De nos jours, le Delminva n'existe plus qu'à l'état de ruines. Partiellement englouti par la terre vorace et capricieuse du Daafeld qui a ouvert d'immenses gouffres au cœur même du vieux temple, il est d'autant plus difficile à approcher qu'un groupe de chevaliers du prestigieux Ordre des Dalles Bleues veille à ce que nul ne tente d'y prier ou d'y voler un morceau de la mystérieuse pierre bleue dont on ignore totalement l'origine : différente de la kahrune pyrelienne, seule autre roche de couleur similaire, on n'en a retrouvé aucun gisement en Oneira et on ne la retrouve nulle part ailleurs sauf en Tor-Keralm où une Pierre d'œil, dite Kahkitrien, a été taillée dans cette même pierre et est conservée à l'abri des regards dans un sanctuaire de la cité de Tol'Taren. L'on peut toutefois apercevoir, en regardant vers le sud-est depuis les ruines d'Isterön, le grand temple central, l'Isenkyl (le Père des Joyaux), dont toutes les entrées ont été irrémédiablement scellées, et les trois tours qui demeurent encore debout : Na'Matedan, la tour du courage, Na'Daam, la tour de la grandeur, Na'Menel, la tour de la persévérance et Na'Lug, la tour de la connaissance, la plus grande des quatre.
On ignore à peu près tout de la destruction du Temple des Mille Prières, la seule certitude étant qu'elle eut lieu avant l'An 0. D'aucuns disent qu'il fut démantelé par l'empire d'Andyr lui-même, effrayé trop tardivement par sa puissance, d'autres qu'il fut l'enjeu d'une des batailles qui opposa l'empire d'Andyr à celui de Thard au cours de la grande Guerre d'Andyr, d'autres enfin soutiennent que le temple, devenu instable, se détruisit de lui-même et que les eaux subitement répandues du Sigiles furent à l'origine des rivières semi-souterraines et des crevasses qui font la particularité de cette région du Daafeld.

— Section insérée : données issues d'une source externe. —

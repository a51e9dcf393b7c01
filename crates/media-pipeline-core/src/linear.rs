//! Linear tool chains within a single plugin
//!
//! A simpler alternative to the DAG executor: tools run one after another,
//! each receiving the accumulated payload. Every step's raw output is kept
//! in the returned step log.

use crate::error::PipelineError;
use crate::merge::merge_into;
use crate::plugin::{Payload, PluginRegistry};
use serde::{Deserialize, Serialize};
use std::sync::Arc;
use std::time::{Duration, Instant};
use tracing::{debug, error, info};

/// Output of one tool in a chain
#[derive(Debug, Clone, PartialEq, Serialize, Deserialize)]
pub struct StepRecord {
    pub tool: String,
    pub output: Payload,
}

/// Final payload plus the ordered step log
#[derive(Debug, Clone, PartialEq, Serialize, Deserialize)]
pub struct LinearRunResult {
    pub result: Payload,
    pub steps: Vec<StepRecord>,
}

/// Runs an ordered list of tools from one plugin
#[derive(Debug, Clone)]
pub struct LinearExecutor {
    plugins: Arc<PluginRegistry>,
    step_timeout: Option<Duration>,
}

impl LinearExecutor {
    pub fn new(plugins: Arc<PluginRegistry>) -> Self {
        Self {
            plugins,
            step_timeout: None,
        }
    }

    /// Set timeout for each tool invocation
    pub fn with_timeout(mut self, timeout: Option<Duration>) -> Self {
        self.step_timeout = timeout;
        self
    }

    /// Run `tools` in order against `plugin_id`.
    ///
    /// All preconditions are checked before the first tool runs: the plugin
    /// must exist, the list must be non-empty and every tool must be declared.
    pub async fn run_linear_pipeline(
        &self,
        plugin_id: &str,
        tools: &[String],
        payload: Payload,
    ) -> Result<LinearRunResult, PipelineError> {
        let plugin = self
            .plugins
            .get_plugin(plugin_id)
            .ok_or_else(|| PipelineError::PluginNotFound(plugin_id.to_string()))?;

        if tools.is_empty() {
            return Err(PipelineError::EmptyTools);
        }

        if let Some(missing) = tools.iter().find(|tool| !plugin.has_tool(tool)) {
            return Err(PipelineError::ToolNotFound {
                plugin_id: plugin_id.to_string(),
                tool_id: missing.clone(),
            });
        }

        info!(
            "Running linear chain on plugin '{}': {}",
            plugin_id,
            tools.join(" -> ")
        );
        let start = Instant::now();

        let mut current = payload;
        let mut steps = Vec::with_capacity(tools.len());

        for (idx, tool) in tools.iter().enumerate() {
            debug!("--- Step {}/{}: {} ---", idx + 1, tools.len(), tool);

            let call = plugin.run_tool(tool, current.clone());
            let outcome = match self.step_timeout {
                Some(limit) => match tokio::time::timeout(limit, call).await {
                    Ok(result) => result,
                    Err(_) => {
                        return Err(PipelineError::NodeTimeout {
                            node_id: tool.clone(),
                            timeout: limit,
                        })
                    }
                },
                None => call.await,
            };

            let output = outcome.map_err(|source| {
                error!("Tool '{}' failed: {}", tool, source);
                PipelineError::ToolFailed {
                    plugin_id: plugin_id.to_string(),
                    tool_id: tool.clone(),
                    source,
                }
            })?;

            merge_into(&mut current, &output);
            steps.push(StepRecord {
                tool: tool.clone(),
                output,
            });
        }

        info!(
            "Linear chain completed in {:.2}s ({} steps)",
            start.elapsed().as_secs_f64(),
            steps.len()
        );

        Ok(LinearRunResult {
            result: current,
            steps,
        })
    }
}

Dans tous les cas, il semble que nul ne tenta jamais de rebâtir le Delminva. Tout au contraire, les entrées de l'Isenkyl furent murées et scellées magiquement, tous les pictogrammes martelés sur les terrasses et des hommes de valeur envoyés pour protéger les lieux de toute intrusion.

Extrait du Chapitre des Eaux des Nobles Parcours de Tugior de Kelarë.